Vladimir Pavlovich Paley Prince, Count of High Rock , Russian Владимир Павлович Палей (* December 28, 1896 . Jul / 9. January  1897 greg. In Saint Petersburg , †  18 July 1918 in Alapayevsk ) one was Russian poet and grandson of the Russian Czar Alexander II.

Life

Vladimir was the son of Grand Duke Pawel Alexandrowitsch Romanow (1860-1919) and his second wife Olga von Pistohlkors (1865-1929), later Countess von Hohenfelsen and Princess Paley. After his parents married in 1902, he grew up in Paris with his two younger sisters, Irina Pawlowna (1903–1990) and Natalia Pawlowna (1905–1981).
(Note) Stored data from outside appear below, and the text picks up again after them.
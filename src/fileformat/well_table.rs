use std::collections::HashMap;
use std::fs::File;
use std::io::Read;
use std::path::PathBuf;

use anyhow::{bail, Context};

/// Required header of the well assignment table
const WELL_TABLE_HEADER: [&str; 3] = ["raw_sample", "well", "sub_sample"];

///////////////////////////////
/// For deserialization: one row in the tab separated well assignment table
#[derive(Debug, serde::Deserialize, Eq, PartialEq)]
struct WellTableRow {
    raw_sample: String,
    well: String,
    sub_sample: String,
}

///////////////////////////////
/// Wells pooled into one named subsample
#[derive(Debug, Clone, PartialEq, Eq)]
pub struct SubsampleWells {
    pub name: String,
    pub wells: Vec<u32>,
}

///////////////////////////////
/// Partition of wells into subsamples for one raw sample, in table row order.
/// Wells are disjoint across subsamples; this is verified during construction
#[derive(Debug, Clone, PartialEq, Eq)]
pub struct WellAssignment {
    pub subsamples: Vec<SubsampleWells>,
}

impl WellAssignment {
    pub fn from_path(path: &PathBuf, raw_sample: &str) -> anyhow::Result<WellAssignment> {
        let file = File::open(path)
            .with_context(|| format!("Could not open well table {}", path.display()))?;
        WellAssignment::from_reader(file, raw_sample)
            .with_context(|| format!("Failed to parse well table {}", path.display()))
    }

    ///////////////////////////////
    /// Read the assignment table, keeping the rows of one raw sample
    pub fn from_reader(src: impl Read, raw_sample: &str) -> anyhow::Result<WellAssignment> {
        let mut reader = csv::ReaderBuilder::new().delimiter(b'\t').from_reader(src);

        let headers = reader.headers()?.clone();
        if headers.iter().collect::<Vec<_>>() != WELL_TABLE_HEADER {
            bail!("Wrong file, header should be: raw_sample\\twell\\tsub_sample");
        }

        let mut subsamples: Vec<SubsampleWells> = Vec::new();
        for result in reader.deserialize() {
            let row: WellTableRow = result?;
            if row.raw_sample != raw_sample {
                continue;
            }

            if subsamples.iter().any(|s| s.name == row.sub_sample) {
                bail!(
                    "Please merge rows with the same sub_sample: {}",
                    row.sub_sample
                );
            }

            subsamples.push(SubsampleWells {
                name: row.sub_sample,
                wells: expand_well_spec(&row.well)?,
            });
        }

        if subsamples.is_empty() {
            bail!("{} is not in the well table", raw_sample);
        }

        let assignment = WellAssignment { subsamples };
        assignment.check_disjoint()?;
        Ok(assignment)
    }

    ///////////////////////////////
    /// A well may only be assigned to one subsample
    fn check_disjoint(&self) -> anyhow::Result<()> {
        let mut seen: HashMap<u32, &str> = HashMap::new();
        for sub in &self.subsamples {
            for &well in &sub.wells {
                if let Some(other) = seen.insert(well, sub.name.as_str()) {
                    bail!(
                        "Duplicate well {} in subsamples {} and {}",
                        well,
                        other,
                        sub.name
                    );
                }
            }
        }
        Ok(())
    }
}

///////////////////////////////
/// Expand a well column value into well numbers.
/// Comma separated tokens, each a single number or an inclusive a-b range
fn expand_well_spec(spec: &str) -> anyhow::Result<Vec<u32>> {
    let mut wells = Vec::new();
    for token in spec.split(',') {
        let token = token.trim();
        if token.contains('-') {
            let parts: Vec<&str> = token.split('-').collect();
            if parts.len() > 2 {
                bail!("More than two numbers between '-': {}", token);
            }
            let from: u32 = parts[0]
                .trim()
                .parse()
                .with_context(|| format!("Bad well range: {}", token))?;
            let to: u32 = parts[1]
                .trim()
                .parse()
                .with_context(|| format!("Bad well range: {}", token))?;
            for well in from..=to {
                wells.push(well);
            }
        } else {
            let well = token
                .parse()
                .with_context(|| format!("Bad well number: {}", token))?;
            wells.push(well);
        }
    }
    Ok(wells)
}
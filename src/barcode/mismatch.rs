use std::collections::{BTreeMap, HashSet};

use itertools::Itertools;
use serde::Serialize;

/// Default substitution budget for barcode correction
pub const DEFAULT_MAX_MISMATCH: usize = 1;

/// The four nucleotides plus the unknown base
pub const DEFAULT_ALPHABET: &[u8] = b"ACGTN";

///////////////////////////////
/// Flat lookup from any sequence within the substitution budget of a
/// canonical barcode to that canonical barcode.
///
/// When two canonical barcodes share a variant, the barcode inserted last
/// wins. The tie-break follows construction order and is kept deliberately;
/// it keeps the index a plain mapping instead of a multi-valued structure
#[derive(Debug, Clone, Default, Serialize)]
#[serde(transparent)]
pub struct MismatchIndex {
    map: BTreeMap<String, String>,
}

impl MismatchIndex {
    ///////////////////////////////
    /// Build the index for an ordered list of canonical barcodes.
    /// Blank and whitespace-only entries are skipped
    pub fn build<'a>(
        barcodes: impl IntoIterator<Item = &'a str>,
        n_mismatch: usize,
        alphabet: &[u8],
    ) -> MismatchIndex {
        let mut map = BTreeMap::new();
        for seq in barcodes {
            let seq = seq.trim();
            if seq.is_empty() {
                continue;
            }
            for variant in variants(seq, n_mismatch, alphabet) {
                map.insert(variant, seq.to_string());
            }
        }
        MismatchIndex { map }
    }

    /// Resolve an observed barcode to its canonical form, if within budget
    pub fn lookup(&self, observed: &str) -> Option<&str> {
        self.map.get(observed).map(|s| s.as_str())
    }

    pub fn len(&self) -> usize {
        self.map.len()
    }

    pub fn is_empty(&self) -> bool {
        self.map.is_empty()
    }
}

///////////////////////////////
/// All sequences reachable from seq by choosing every subset of positions of
/// size exactly min(n_mismatch, len) and substituting every alphabet symbol
/// at the chosen positions. Substituting the original symbol is a no-op, so
/// seq itself is always a member and effective distance is <= n_mismatch.
///
/// Cost is alphabet^n_mismatch * C(len, n_mismatch) per barcode; fine for
/// short barcodes and a budget of 1, the caller must not raise the budget
/// without minding this
pub fn variants(seq: &str, n_mismatch: usize, alphabet: &[u8]) -> HashSet<String> {
    let seq = seq.as_bytes();
    let n_mismatch = n_mismatch.min(seq.len());

    let mut result = HashSet::new();
    for locs in (0..seq.len()).combinations(n_mismatch) {
        let position_choices: Vec<Vec<u8>> = seq
            .iter()
            .enumerate()
            .map(|(i, &base)| {
                if locs.contains(&i) {
                    alphabet.to_vec()
                } else {
                    vec![base]
                }
            })
            .collect();

        for choice in position_choices.into_iter().multi_cartesian_product() {
            result.insert(String::from_utf8(choice).expect("barcode is not valid utf-8"));
        }
    }
    result
}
Through his father's first marriage, Vladimir had two older half-siblings, Maria Pavlovna Romanova and Dmitri Pavlovich Romanow . This was partly responsible for the murder of the itinerant preacher Rasputin .

After his father and his family returned to Russia from exile in France and was allowed to live in Tsarskoye Selo (1914), he completed his training at a military school in Saint Petersburg. Vladimir fought in the Russian Army in World War I and was decorated as a war hero with the Order of Saint Anne .

Since his youth, Vladimir showed an extraordinary talent as a poet. He published two volumes of poetry (1916 and 1918) and wrote several plays and essays as well as a French translation of Grand Duke Konstantin Konstantinowitsch Romanov's play "The King of the Jews".

In February 1917, a provisional government was formed under Prince Lvov . Shortly thereafter, Tsar Nicholas II abdicated and the Bolsheviks under Lenin and Trotsky seized power after the October Revolution of 1917.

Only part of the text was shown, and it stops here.